I'm having database issues with C# calling into SQLT on sql-server. A good number of times a day I will get an error that a query which 100% should return rows, will return 0 rows. For each individual query, it runs each 48 times a day, sometimes a given query x will fail and return 0 rows only 2 or 3 times a day. The data in the db isn't changing, so if it succeeds once, it should succeed every time. I get no errors when this fails like you might expect if it was a concurrency issue, e.g. deadlock errors etc. Just the query returns 0 rows.
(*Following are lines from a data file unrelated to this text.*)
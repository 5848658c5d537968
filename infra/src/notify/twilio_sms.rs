//! Twilio SMS delivery for verification codes
//!
//! Calls the Twilio Messages REST API directly with basic auth; the
//! returned message SID becomes the delivery id.

use base64::engine::general_purpose::STANDARD as BASE64;
use base64::Engine;
use reqwest::Client;
use serde::Deserialize;
use std::time::Duration;
use tracing::{debug, info};

use onbo_shared::config::TwilioConfig;
use onbo_shared::utils::mask_contact;

use crate::InfrastructureError;

use super::code_message;

const TWILIO_API_BASE: &str = "https://api.twilio.com/2010-04-01";

#[derive(Debug, Deserialize)]
struct MessageResponse {
    sid: String,
}

/// Sends verification codes over the Twilio SMS API
pub struct TwilioSmsSender {
    client: Client,
    account_sid: String,
    from_number: String,
    auth_header: String,
}

impl TwilioSmsSender {
    /// Create a new Twilio sender from configuration
    pub fn new(config: &TwilioConfig) -> Result<Self, InfrastructureError> {
        if config.account_sid.is_empty() || config.auth_token.is_empty() {
            return Err(InfrastructureError::Config(
                "Twilio credentials not configured".to_string(),
            ));
        }
        if !config.from_number.starts_with('+') {
            return Err(InfrastructureError::Config(
                "Twilio from number must be in E.164 format".to_string(),
            ));
        }

        let client = Client::builder()
            .timeout(Duration::from_secs(config.timeout_secs))
            .build()
            .map_err(|e| {
                InfrastructureError::Config(format!("Failed to build HTTP client: {}", e))
            })?;

        let auth_header = format!(
            "Basic {}",
            BASE64.encode(format!("{}:{}", config.account_sid, config.auth_token))
        );

        info!(
            "Twilio SMS sender initialized with from number: {}",
            mask_contact(&config.from_number)
        );

        Ok(Self {
            client,
            account_sid: config.account_sid.clone(),
            from_number: config.from_number.clone(),
            auth_header,
        })
    }

    /// Send a verification code; returns the Twilio message SID
    pub async fn send_code(
        &self,
        phone: &str,
        code: &str,
        expires_in_seconds: u64,
    ) -> Result<String, InfrastructureError> {
        let url = format!(
            "{}/Accounts/{}/Messages.json",
            TWILIO_API_BASE, self.account_sid
        );
        let body = code_message(code, expires_in_seconds);

        let response = self
            .client
            .post(&url)
            .header("Authorization", &self.auth_header)
            .form(&[
                ("To", phone),
                ("From", self.from_number.as_str()),
                ("Body", body.as_str()),
            ])
            .send()
            .await
            .map_err(|e| InfrastructureError::Notify(format!("Twilio request failed: {}", e)))?;

        if !response.status().is_success() {
            let status = response.status();
            let detail = response.text().await.unwrap_or_default();
            return Err(InfrastructureError::Notify(format!(
                "Twilio returned {}: {}",
                status, detail
            )));
        }

        let message: MessageResponse = response.json().await.map_err(|e| {
            InfrastructureError::Notify(format!("Unexpected Twilio response: {}", e))
        })?;

        debug!(
            recipient = %mask_contact(phone),
            message_sid = %message.sid,
            "Verification SMS accepted by Twilio"
        );

        Ok(message.sid)
    }
}
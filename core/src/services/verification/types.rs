//! Types for verification workflow results

use chrono::{DateTime, Utc};

/// Result of issuing a verification code
#[derive(Debug, Clone)]
pub struct RequestCodeResult {
    /// Provider message id returned by the notifier
    pub delivery_id: String,

    /// When the code (and any staged registration) expires
    pub expires_at: DateTime<Utc>,

    /// TTL window in seconds, for an expiry countdown in clients
    pub expires_in_seconds: u64,
}

/// Result of validating a code
#[derive(Debug, Clone)]
pub struct ValidateCodeResult {
    /// Whether this validation consumed the session.
    ///
    /// Pure-verify purposes consume immediately; sessions carrying a
    /// registration draft stay live until `complete_registration` consumes
    /// session and draft together.
    pub consumed: bool,
}
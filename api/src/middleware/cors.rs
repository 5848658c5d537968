//! CORS middleware configuration for cross-origin requests.

use actix_cors::Cors;
use actix_web::http::{header, Method};

use onbo_shared::config::Environment;

/// Creates a CORS middleware instance configured for the current
/// environment.
///
/// Development is permissive for local clients and tooling; production
/// restricts origins to the `ALLOWED_ORIGINS` list.
pub fn create_cors(environment: Environment) -> Cors {
    if environment.is_production() {
        create_production_cors()
    } else {
        create_development_cors()
    }
}

fn create_development_cors() -> Cors {
    Cors::default()
        .allow_any_origin()
        .allow_any_method()
        .allow_any_header()
        .max_age(3600)
}

fn create_production_cors() -> Cors {
    let allowed_origins = std::env::var("ALLOWED_ORIGINS").unwrap_or_default();

    let mut cors = Cors::default()
        .allowed_methods(vec![Method::GET, Method::POST])
        .allowed_headers(vec![header::CONTENT_TYPE, header::ACCEPT])
        .max_age(3600);

    for origin in allowed_origins.split(',').filter(|o| !o.trim().is_empty()) {
        cors = cors.allowed_origin(origin.trim());
    }

    cors
}
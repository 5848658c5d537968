//! Delivery channel configuration (SMTP email and Twilio SMS)

use serde::{Deserialize, Serialize};

/// SMTP configuration for email delivery
#[derive(Debug, Clone, Deserialize, Serialize)]
pub struct SmtpConfig {
    /// SMTP relay host
    pub host: String,

    /// SMTP port
    pub port: u16,

    /// SMTP username
    pub username: String,

    /// SMTP password
    pub password: String,

    /// From address for outgoing mail
    pub from_address: String,

    /// Request timeout in seconds
    pub timeout_secs: u64,
}

impl Default for SmtpConfig {
    fn default() -> Self {
        Self {
            host: String::from("localhost"),
            port: 587,
            username: String::new(),
            password: String::new(),
            from_address: String::from("no-reply@onbo.app"),
            timeout_secs: 10,
        }
    }
}

impl SmtpConfig {
    /// Create from environment variables
    pub fn from_env() -> Self {
        let defaults = Self::default();
        Self {
            host: std::env::var("SMTP_HOST").unwrap_or(defaults.host),
            port: std::env::var("SMTP_PORT")
                .ok()
                .and_then(|v| v.parse().ok())
                .unwrap_or(defaults.port),
            username: std::env::var("SMTP_USERNAME").unwrap_or(defaults.username),
            password: std::env::var("SMTP_PASSWORD").unwrap_or(defaults.password),
            from_address: std::env::var("SMTP_FROM_ADDRESS").unwrap_or(defaults.from_address),
            timeout_secs: std::env::var("SMTP_TIMEOUT_SECS")
                .ok()
                .and_then(|v| v.parse().ok())
                .unwrap_or(defaults.timeout_secs),
        }
    }
}

/// Twilio configuration for SMS delivery
#[derive(Debug, Clone, Deserialize, Serialize)]
pub struct TwilioConfig {
    /// Twilio Account SID
    pub account_sid: String,

    /// Twilio Auth Token
    pub auth_token: String,

    /// From phone number (must be a Twilio phone number, E.164)
    pub from_number: String,

    /// Request timeout in seconds
    pub timeout_secs: u64,
}

impl Default for TwilioConfig {
    fn default() -> Self {
        Self {
            account_sid: String::new(),
            auth_token: String::new(),
            from_number: String::new(),
            timeout_secs: 10,
        }
    }
}

impl TwilioConfig {
    /// Create from environment variables
    pub fn from_env() -> Self {
        let defaults = Self::default();
        Self {
            account_sid: std::env::var("TWILIO_ACCOUNT_SID").unwrap_or(defaults.account_sid),
            auth_token: std::env::var("TWILIO_AUTH_TOKEN").unwrap_or(defaults.auth_token),
            from_number: std::env::var("TWILIO_FROM_NUMBER").unwrap_or(defaults.from_number),
            timeout_secs: std::env::var("TWILIO_TIMEOUT_SECS")
                .ok()
                .and_then(|v| v.parse().ok())
                .unwrap_or(defaults.timeout_secs),
        }
    }
}

/// Combined delivery channel configuration
#[derive(Debug, Clone, Deserialize, Serialize)]
pub struct NotifyConfig {
    /// SMTP settings for the email channel
    pub smtp: SmtpConfig,

    /// Twilio settings for the SMS channel
    pub twilio: TwilioConfig,

    /// Use the console mock notifier instead of real channels
    #[serde(default)]
    pub use_mock: bool,
}

impl Default for NotifyConfig {
    fn default() -> Self {
        Self {
            smtp: SmtpConfig::default(),
            twilio: TwilioConfig::default(),
            use_mock: false,
        }
    }
}

impl NotifyConfig {
    /// Create from environment variables
    pub fn from_env() -> Self {
        Self {
            smtp: SmtpConfig::from_env(),
            twilio: TwilioConfig::from_env(),
            use_mock: std::env::var("NOTIFY_USE_MOCK")
                .map(|v| v == "1" || v.eq_ignore_ascii_case("true"))
                .unwrap_or(false),
        }
    }
}
//! Verification code policy configuration

use serde::{Deserialize, Serialize};

/// Default number of seconds a code and its staged records stay valid
pub const DEFAULT_CODE_TTL_SECONDS: u64 = 600;

/// Default verification code length
pub const DEFAULT_CODE_LENGTH: usize = 6;

/// Verification code policy configuration
#[derive(Debug, Clone, Deserialize, Serialize)]
pub struct VerificationConfig {
    /// Length of generated codes
    pub code_length: usize,

    /// Code alphabet: "numeric" or "alphanumeric"
    pub code_alphabet: String,

    /// Seconds before a code and its staged registration expire
    pub code_ttl_seconds: u64,

    /// Fixed code returned instead of a random one. Test/staging only;
    /// must never be set in production deployments.
    #[serde(default)]
    pub fixed_code: Option<String>,

    /// Delivery methods the service will accept ("email", "sms")
    pub allowed_delivery_methods: Vec<String>,
}

impl Default for VerificationConfig {
    fn default() -> Self {
        Self {
            code_length: DEFAULT_CODE_LENGTH,
            code_alphabet: String::from("numeric"),
            code_ttl_seconds: DEFAULT_CODE_TTL_SECONDS,
            fixed_code: None,
            allowed_delivery_methods: vec![String::from("email"), String::from("sms")],
        }
    }
}

impl VerificationConfig {
    /// Create from environment variables
    pub fn from_env() -> Self {
        let defaults = Self::default();
        Self {
            code_length: std::env::var("VERIFICATION_CODE_LENGTH")
                .ok()
                .and_then(|v| v.parse().ok())
                .unwrap_or(defaults.code_length),
            code_alphabet: std::env::var("VERIFICATION_CODE_ALPHABET")
                .unwrap_or(defaults.code_alphabet),
            code_ttl_seconds: std::env::var("VERIFICATION_CODE_TTL_SECONDS")
                .ok()
                .and_then(|v| v.parse().ok())
                .unwrap_or(defaults.code_ttl_seconds),
            fixed_code: std::env::var("VERIFICATION_FIXED_CODE").ok().filter(|v| !v.is_empty()),
            allowed_delivery_methods: std::env::var("VERIFICATION_DELIVERY_METHODS")
                .map(|v| v.split(',').map(|m| m.trim().to_lowercase()).collect())
                .unwrap_or(defaults.allowed_delivery_methods),
        }
    }
}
I can reproduce it occasionally on debug, but its very sporadic, where I will breakpoint in the if condition for no rows, then just rerun the query by dragging breakpoint to the db call, and it works and I get rows... Has anyone seen this?

rakyi10:07:59

maybe your setup has multiple nodes and you sometimes hit a different node/replica with inconsistent data via some kind of load balancer?

Stuart10:07:16

nah, its hitting one single on-prem db. No replication, no load balancing.

indy12:07:01

Perhaps there’s a fault tolerance thing in place where it returns 0 rows if something in particular errors out. We had a similar situation where sometimes the response to the front end would have 0 elements in the array because there was some code facilitated by Hystrix that would return an empty array if a particular call to one of micro services errored out.

Stuart12:07:51

This is in the backend service, and its the http://ADO.net object that shows 0 rows. I'm not even using an ORM.

Stuart12:07:34

I';m right in thinking it can't possibly be our sql server having too many requests at once and jsut returning some as empty result set. That would be crazy right?

indy12:07:57

That would be crazy

Stuart12:07:46

Cause I can literally stick a breakpoint on the line

(if rows.Count == 0)
    // print error.
And then drag it back a couple of lines previous to execute the sql, and it will return rows.

Stuart12:07:37

I dont even know where to start to debug this

Stuart12:07:36

Or maybe as a temp hack fix, I say if rows.Count == 0, then just rerun the query. And if it fails twice then error.

Stuart12:07:59

That seems a terrible solution though.

indy12:07:58

Can you check the DB logs for whether there are queries where it would return 0 rows?

indy12:07:41

Since you can repro in local, there won't be a lot of logs that you'll need to scan through

quoll12:07:31

This sounds so much like what I used to see while talking to MS-SQL Server in the late 90s. I’m sure it’s better by now, but it came down to thread races (in MS code… my code was single-threaded), and by adding a small delay (or reordering some operations) I was able to hide the problem. I’m sure this isn’t your issue, but you reminded me about it when you said ADO.

chucklehead16:07:10

Maybe an obvious question, but you’ve ruled out any sources of non-determinism in the query itself, e.g. no current date/time, user-defined functions, non-deterministic built-ins, etc?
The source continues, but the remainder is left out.